The company also announced that it had helped Air France create a private cloud to automate the deployment of technology platforms in both physically and virtually. Air France, which manages more than 1,500 flights per day, has deployed the HP Cloud Service Automation software to increase the dependability of its 1,500 Linux servers and to speed up the deployment times for its physical and virtual platforms.
Air France recently went though a validation phase with HP Operations Orchestration and HP Server Automation software, which reduced the cost of its infrastructure provisioning by 85%. Air France then created a private cloud with the HP Cloud Service Automation software and put it into production. In just one year, the company has automated 90 percent of its installation processes.
TheStreet Ratings team rates HEWLETT-PACKARD CO as a Hold with a ratings score of C+. The team has this to say about its recommendation:
"We rate HEWLETT-PACKARD CO (HPQ) a HOLD. The primary factors that have impacted our rating are mixed - some indicating strength, some showing weaknesses, with little evidence to justify the expectation of either a positive or negative performance for this stock relative to most other stocks. The company's strengths can be seen in multiple areas, such as its solid stock price performance, impressive record of earnings per share growth and compelling growth in net income.
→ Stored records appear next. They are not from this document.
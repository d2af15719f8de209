use std::sync::Arc;

use async_trait::async_trait;
use tracing::debug;

use super::{Page, PaginationCursor, Termination, short_page};
use crate::backend::{CountedOffsetScan, ScanStrategy};
use crate::error::Result;

/// Resume point of a [`CountThenOffsetCursor`].
#[derive(Debug, Clone, Copy, Default, PartialEq, Eq)]
pub struct CountedState {
    pub offset: u64,
    /// Rows received so far.
    pub fetched: u64,
    /// Total reported by the backend; `None` until the first fetch.
    pub total: Option<u64>,
}

/// Offset paging preceded by one total-count call.
///
/// Besides the short-page rule, stops as soon as the rows received reach
/// the reported total, for backends that keep returning full pages past the
/// end of the collection.
pub struct CountThenOffsetCursor {
    scan: Arc<dyn CountedOffsetScan>,
    collection: String,
    page_size: usize,
}

impl CountThenOffsetCursor {
    pub fn new(
        scan: Arc<dyn CountedOffsetScan>,
        collection: impl Into<String>,
        page_size: usize,
    ) -> Self {
        Self { scan, collection: collection.into(), page_size }
    }
}

#[async_trait]
impl PaginationCursor for CountThenOffsetCursor {
    type State = CountedState;

    fn strategy(&self) -> ScanStrategy {
        ScanStrategy::CountThenOffset
    }

    fn initial_state(&self) -> CountedState {
        CountedState::default()
    }

    async fn fetch(&self, state: &CountedState) -> Result<Page<CountedState>> {
        let total = match state.total {
            Some(total) => total,
            None => {
                let total = self.scan.count(&self.collection).await?;
                debug!(collection = %self.collection, total, "counted segments");
                total
            }
        };

        if state.fetched >= total {
            let next_state = CountedState { total: Some(total), ..*state };
            return Ok(Page {
                records: Vec::new(),
                next_state,
                termination: Some(Termination::Exhausted),
            });
        }

        let records =
            self.scan.fetch_offset(&self.collection, state.offset, self.page_size).await?;
        let fetched = state.fetched + records.len() as u64;
        debug!(
            collection = %self.collection,
            offset = state.offset,
            records = records.len(),
            fetched,
            total,
            "fetched counted page"
        );

        let termination = short_page(records.len(), self.page_size)
            .or_else(|| (fetched >= total).then_some(Termination::Exhausted));
        let next_state = CountedState {
            offset: state.offset + self.page_size as u64,
            fetched,
            total: Some(total),
        };
        Ok(Page { records, next_state, termination })
    }
}
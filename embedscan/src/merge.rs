//! Merge-max folding of segment records into source summaries.

use std::collections::BTreeMap;

use tracing::{trace, warn};

use crate::key::resolve_key;
use crate::metadata::{SegmentRecord, fields};
use crate::source::SourceSummary;

/// What [`SourceRecordMerger::merge`] did with a record.
#[derive(Debug, Clone, Copy, PartialEq, Eq)]
pub enum MergeOutcome {
    /// First segment seen for its key.
    Inserted,
    /// The record carried a higher index and replaced the stored summary.
    Replaced,
    /// The stored summary already had an equal or higher count.
    Kept,
    /// `index` was missing, unparsable, or negative.
    SkippedMalformed,
    /// The record could not be attributed to a source.
    SkippedEmptyKey,
}

/// Counters of merge outcomes over one scan.
#[derive(Debug, Clone, Copy, Default, PartialEq, Eq)]
pub struct MergeStats {
    /// Records that started a new source.
    pub inserted: usize,
    /// Records that raised a source's segment count.
    pub replaced: usize,
    /// Records that left an existing source unchanged.
    pub kept: usize,
    /// Records dropped for a missing or invalid `index`.
    pub skipped_malformed: usize,
    /// Records with no source key.
    pub skipped_empty_key: usize,
}

impl MergeStats {
    fn record(&mut self, outcome: MergeOutcome) {
        match outcome {
            MergeOutcome::Inserted => self.inserted += 1,
            MergeOutcome::Replaced => self.replaced += 1,
            MergeOutcome::Kept => self.kept += 1,
            MergeOutcome::SkippedMalformed => self.skipped_malformed += 1,
            MergeOutcome::SkippedEmptyKey => self.skipped_empty_key += 1,
        }
    }
}

/// Folds segment records into at most one [`SourceSummary`] per key.
///
/// Only the segment with the greatest index knows the true segment count of
/// its source, and segments arrive in arbitrary order across pages, so a
/// stored summary is replaced only by a record with a strictly larger count.
/// One merger belongs to exactly one scan.
#[derive(Debug, Default)]
pub struct SourceRecordMerger {
    summaries: BTreeMap<String, SourceSummary>,
    stats: MergeStats,
}

impl SourceRecordMerger {
    /// Create an empty merger.
    pub fn new() -> Self {
        Self::default()
    }

    /// Fold one record into the summary map.
    pub fn merge(&mut self, record: &SegmentRecord) -> MergeOutcome {
        let outcome = self.merge_inner(record);
        self.stats.record(outcome);
        outcome
    }

    fn merge_inner(&mut self, record: &SegmentRecord) -> MergeOutcome {
        let Some(index) = record.metadata.int_field(fields::INDEX).filter(|i| *i >= 0) else {
            warn!(
                embedding_id = %record.embedding_id,
                index = ?record.metadata.get(fields::INDEX),
                "skipping segment without a usable index"
            );
            return MergeOutcome::SkippedMalformed;
        };

        let key = resolve_key(&record.metadata);
        if key.is_empty() {
            trace!(embedding_id = %record.embedding_id, "skipping segment with no source key");
            return MergeOutcome::SkippedEmptyKey;
        }

        let candidate = index as u64 + 1;
        match self.summaries.get(&key) {
            Some(existing) if candidate <= existing.segment_count => MergeOutcome::Kept,
            Some(_) => {
                let summary =
                    SourceSummary::from_metadata(key.clone(), candidate, &record.metadata);
                self.summaries.insert(key, summary);
                MergeOutcome::Replaced
            }
            None => {
                let summary =
                    SourceSummary::from_metadata(key.clone(), candidate, &record.metadata);
                self.summaries.insert(key, summary);
                MergeOutcome::Inserted
            }
        }
    }

    /// Fold a whole page.
    pub fn merge_all<'a>(&mut self, records: impl IntoIterator<Item = &'a SegmentRecord>) {
        for record in records {
            self.merge(record);
        }
    }

    /// Number of distinct sources merged so far.
    pub fn len(&self) -> usize {
        self.summaries.len()
    }

    /// Whether nothing has been merged.
    pub fn is_empty(&self) -> bool {
        self.summaries.is_empty()
    }

    /// Look up the summary stored under a key.
    pub fn get(&self, key: &str) -> Option<&SourceSummary> {
        self.summaries.get(key)
    }

    /// Outcome counters so far.
    pub fn stats(&self) -> MergeStats {
        self.stats
    }

    /// Consume the merger, yielding summaries ordered by key.
    pub fn into_summaries(self) -> Vec<SourceSummary> {
        self.summaries.into_values().collect()
    }
}

#[cfg(test)]
mod tests {
    use super::*;
    use crate::metadata::Metadata;

    fn segment(id: &str, source_id: &str, index: i64, title: &str) -> SegmentRecord {
        SegmentRecord::new(
            id,
            Metadata::new()
                .with(fields::SOURCE_ID, source_id)
                .with(fields::INDEX, index)
                .with(fields::TITLE, title),
        )
    }

    #[test]
    fn keeps_highest_index_regardless_of_order() {
        let mut merger = SourceRecordMerger::new();
        assert_eq!(merger.merge(&segment("1", "a", 1, "one")), MergeOutcome::Inserted);
        assert_eq!(merger.merge(&segment("2", "a", 4, "four")), MergeOutcome::Replaced);
        assert_eq!(merger.merge(&segment("3", "a", 0, "zero")), MergeOutcome::Kept);
        assert_eq!(merger.merge(&segment("4", "a", 4, "again")), MergeOutcome::Kept);

        let summary = merger.get("a").unwrap();
        assert_eq!(summary.segment_count, 5);
        assert_eq!(summary.title.as_deref(), Some("four"));
    }

    #[test]
    fn malformed_and_unattributable_records_are_skipped() {
        let mut merger = SourceRecordMerger::new();
        let no_index = SegmentRecord::new("1", Metadata::new().with(fields::SOURCE_ID, "a"));
        let bad_index = SegmentRecord::new(
            "2",
            Metadata::new().with(fields::SOURCE_ID, "a").with(fields::INDEX, "first"),
        );
        let negative = segment("3", "a", -1, "neg");
        let orphan = SegmentRecord::new("4", Metadata::new().with(fields::INDEX, 0));

        assert_eq!(merger.merge(&no_index), MergeOutcome::SkippedMalformed);
        assert_eq!(merger.merge(&bad_index), MergeOutcome::SkippedMalformed);
        assert_eq!(merger.merge(&negative), MergeOutcome::SkippedMalformed);
        assert_eq!(merger.merge(&orphan), MergeOutcome::SkippedEmptyKey);
        assert!(merger.is_empty());

        let stats = merger.stats();
        assert_eq!(stats.skipped_malformed, 3);
        assert_eq!(stats.skipped_empty_key, 1);
    }

    #[test]
    fn summaries_come_out_ordered_by_key() {
        let mut merger = SourceRecordMerger::new();
        merger.merge_all(&[
            segment("1", "c", 0, ""),
            segment("2", "a", 0, ""),
            segment("3", "b", 2, ""),
        ]);
        let keys: Vec<_> = merger.into_summaries().into_iter().map(|s| s.key).collect();
        assert_eq!(keys, ["a", "b", "c"]);
    }
}
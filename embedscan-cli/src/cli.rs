//! Command-line arguments.

use std::path::PathBuf;

use clap::{Args, Parser, Subcommand, ValueEnum};
use embedscan::{BackendKind, ScanStrategy};

/// List the source documents stored in a vector database
#[derive(Parser, Debug)]
#[command(name = "embedscan")]
#[command(about = "List the source documents stored in a vector database", long_about = None)]
#[command(version)]
pub struct Cli {
    /// Log filter (error, warn, info, debug, trace or an EnvFilter directive)
    #[arg(long, global = true, env = "RUST_LOG")]
    pub log_level: Option<String>,

    /// Log output format
    #[arg(
        long,
        global = true,
        value_enum,
        default_value_t = LogFormat::Pretty,
        env = "EMBEDSCAN_LOG_FORMAT"
    )]
    pub log_format: LogFormat,

    /// Disable colored log output
    #[arg(long, global = true, env = "NO_COLOR")]
    pub no_color: bool,

    #[command(subcommand)]
    pub command: Commands,
}

#[derive(Subcommand, Debug)]
pub enum Commands {
    /// Scan a store and print its distinct sources as JSON
    Sources(SourcesArgs),

    /// Print each backend and the strategy used to scan it
    Backends,
}

#[derive(Args, Debug)]
pub struct SourcesArgs {
    /// Backend kind (pgvector, qdrant, chroma, elasticsearch, opensearch,
    /// ai-search, weaviate, milvus, in-memory)
    #[arg(long, env = "EMBEDSCAN_BACKEND", value_parser = parse_backend)]
    pub backend: BackendKind,

    /// Collection, index, class or table to scan
    #[arg(long, env = "EMBEDSCAN_STORE")]
    pub store: String,

    /// Backend URL or connection string
    #[arg(long, env = "EMBEDSCAN_URL")]
    pub url: Option<String>,

    /// API key or token for the backend
    #[arg(long, env = "EMBEDSCAN_API_KEY", hide_env_values = true)]
    pub api_key: Option<String>,

    /// Segments requested per page
    #[arg(
        long,
        env = "EMBEDSCAN_PAGE_SIZE",
        default_value_t = embedscan::config::DEFAULT_PAGE_SIZE
    )]
    pub page_size: usize,

    /// Embedding dimensionality, used by keyset scans
    #[arg(long, env = "EMBEDSCAN_DIMENSIONS", default_value_t = 0)]
    pub dimensions: usize,

    /// Override the backend's default scan strategy
    #[arg(long, env = "EMBEDSCAN_STRATEGY", value_parser = parse_strategy)]
    pub strategy: Option<ScanStrategy>,

    /// Abandon the scan after this many seconds
    #[arg(long, env = "EMBEDSCAN_TIMEOUT_SECS")]
    pub timeout_secs: Option<u64>,

    /// JSON Lines file of segments to load (in-memory backend only)
    #[arg(long)]
    pub input: Option<PathBuf>,

    /// Print the listing on a single line
    #[arg(long)]
    pub compact: bool,
}

#[derive(ValueEnum, Clone, Copy, Debug, PartialEq, Eq)]
pub enum LogFormat {
    Pretty,
    Json,
}

fn parse_backend(s: &str) -> Result<BackendKind, String> {
    s.parse().map_err(|e: embedscan::ScanError| e.to_string())
}

fn parse_strategy(s: &str) -> Result<ScanStrategy, String> {
    s.parse().map_err(|e: embedscan::ScanError| e.to_string())
}
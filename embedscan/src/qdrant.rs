//! Qdrant segment store.
//!
//! Provides [`QdrantScanStore`], which walks a collection with the
//! [qdrant-client](https://docs.rs/qdrant-client) `scroll` call over gRPC,
//! following `next_page_offset` and never requesting vectors.
//!
//! # Example
//!
//! ```rust,ignore
//! use std::sync::Arc;
//! use embedscan::qdrant::QdrantScanStore;
//!
//! let store = QdrantScanStore::new("http://localhost:6334")?;
//! let listing = embedscan::list_sources("docs", Arc::new(store), 500).await?;
//! ```

use std::collections::HashMap;
use std::sync::Arc;

use async_trait::async_trait;
use qdrant_client::Qdrant;
use qdrant_client::qdrant::point_id::PointIdOptions;
use qdrant_client::qdrant::value::Kind;
use qdrant_client::qdrant::{PointId, ScrollPointsBuilder, Value as QdrantValue};
use tracing::debug;

use crate::backend::{BackendKind, ScrollBatch, ScrollScan, SegmentStore};
use crate::error::{Result, ScanError};
use crate::metadata::{Metadata, MetadataValue, SegmentRecord};

const BACKEND: &str = "qdrant";
const NUM_PREFIX: &str = "num:";
const UUID_PREFIX: &str = "uuid:";

/// A [`SegmentStore`] backed by [Qdrant](https://qdrant.tech/).
///
/// Segment metadata is read from the point payload. Fields of a nested
/// `metadata` object override top-level payload fields.
pub struct QdrantScanStore {
    client: Qdrant,
}

impl QdrantScanStore {
    /// Connect to the Qdrant server at `url`.
    pub fn new(url: &str) -> Result<Self> {
        let client = Qdrant::from_url(url).build().map_err(Self::map_err)?;
        Ok(Self { client })
    }

    /// Connect to the Qdrant server at `url` with an API key.
    pub fn with_api_key(url: &str, api_key: impl Into<String>) -> Result<Self> {
        let client = Qdrant::from_url(url).api_key(api_key.into()).build().map_err(Self::map_err)?;
        Ok(Self { client })
    }

    /// Connect using `QDRANT_URL` and the optional `QDRANT_API_KEY`.
    pub fn from_env() -> Result<Self> {
        let url = std::env::var("QDRANT_URL").map_err(|_| {
            ScanError::ConfigError("qdrant: QDRANT_URL environment variable not set".into())
        })?;
        let mut builder = Qdrant::from_url(&url);
        if let Ok(key) = std::env::var("QDRANT_API_KEY") {
            builder = builder.api_key(key);
        }
        Ok(Self { client: builder.build().map_err(Self::map_err)? })
    }

    /// Use an existing client.
    pub fn from_client(client: Qdrant) -> Self {
        Self { client }
    }

    fn map_err(e: qdrant_client::QdrantError) -> ScanError {
        ScanError::backend(BACKEND, e.to_string())
    }
}

/// Render a point id as a scroll token that keeps its numeric/uuid form.
fn encode_token(id: &PointId) -> Option<String> {
    match id.point_id_options.as_ref()? {
        PointIdOptions::Num(n) => Some(format!("{NUM_PREFIX}{n}")),
        PointIdOptions::Uuid(u) => Some(format!("{UUID_PREFIX}{u}")),
    }
}

fn decode_token(token: &str) -> Result<PointId> {
    if let Some(n) = token.strip_prefix(NUM_PREFIX) {
        let n: u64 = n
            .parse()
            .map_err(|_| ScanError::backend(BACKEND, format!("invalid scroll token '{token}'")))?;
        return Ok(PointId::from(n));
    }
    match token.strip_prefix(UUID_PREFIX) {
        Some(uuid) => Ok(PointId::from(uuid.to_string())),
        None => Err(ScanError::backend(BACKEND, format!("invalid scroll token '{token}'"))),
    }
}

fn point_id_string(id: Option<&PointId>) -> Option<String> {
    match id?.point_id_options.as_ref()? {
        PointIdOptions::Num(n) => Some(n.to_string()),
        PointIdOptions::Uuid(u) => Some(u.clone()),
    }
}

fn metadata_value(value: &QdrantValue) -> Option<MetadataValue> {
    match value.kind.as_ref()? {
        Kind::StringValue(s) => Some(MetadataValue::Str(s.clone())),
        Kind::IntegerValue(i) => Some(MetadataValue::Int(*i)),
        Kind::DoubleValue(d) if d.fract() == 0.0 && d.is_finite() => {
            Some(MetadataValue::Int(*d as i64))
        }
        Kind::DoubleValue(d) => Some(MetadataValue::Str(d.to_string())),
        Kind::BoolValue(b) => Some(MetadataValue::Str(b.to_string())),
        Kind::NullValue(_) => Some(MetadataValue::Null),
        Kind::StructValue(_) | Kind::ListValue(_) => None,
    }
}

fn payload_metadata(payload: &HashMap<String, QdrantValue>) -> Metadata {
    let mut metadata = Metadata::new();
    for (key, value) in payload {
        if let Some(value) = metadata_value(value) {
            metadata.insert(key.clone(), value);
        }
    }
    if let Some(Kind::StructValue(nested)) = payload.get("metadata").and_then(|v| v.kind.as_ref())
    {
        for (key, value) in &nested.fields {
            if let Some(value) = metadata_value(value) {
                metadata.insert(key.clone(), value);
            }
        }
    }
    metadata
}

#[async_trait]
impl ScrollScan for QdrantScanStore {
    async fn scroll(
        &self,
        collection: &str,
        token: Option<&str>,
        batch_size: usize,
    ) -> Result<ScrollBatch> {
        let mut request = ScrollPointsBuilder::new(collection)
            .limit(u32::try_from(batch_size).unwrap_or(u32::MAX))
            .with_payload(true)
            .with_vectors(false);
        if let Some(token) = token {
            request = request.offset(decode_token(token)?);
        }

        let response = self.client.scroll(request).await.map_err(Self::map_err)?;

        let records: Vec<SegmentRecord> = response
            .result
            .iter()
            .filter_map(|point| {
                let id = point_id_string(point.id.as_ref())?;
                Some(SegmentRecord::new(id, payload_metadata(&point.payload)))
            })
            .collect();
        let next_token = response.next_page_offset.as_ref().and_then(encode_token);
        debug!(collection, points = records.len(), more = next_token.is_some(), "scrolled qdrant");

        Ok(ScrollBatch { records, next_token })
    }
}

impl SegmentStore for QdrantScanStore {
    fn kind(&self) -> BackendKind {
        BackendKind::Qdrant
    }

    fn scroll_scan(self: Arc<Self>) -> Option<Arc<dyn ScrollScan>> {
        Some(self)
    }
}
However, as a counter to these strengths, we also find weaknesses including poor profit margins and weak operating cash flow."
Highlights from the analysis by TheStreet Ratings Team goes as follows:
- Powered by its strong earnings growth of 120.91% and other important driving factors, this stock has surged by 74.19% over the past year, outperforming the rise in the S&P 500 Index during the same period. Regarding the stock's future course, our hold rating indicates that we do not recommend additional investment in this stock despite its gains in the past year.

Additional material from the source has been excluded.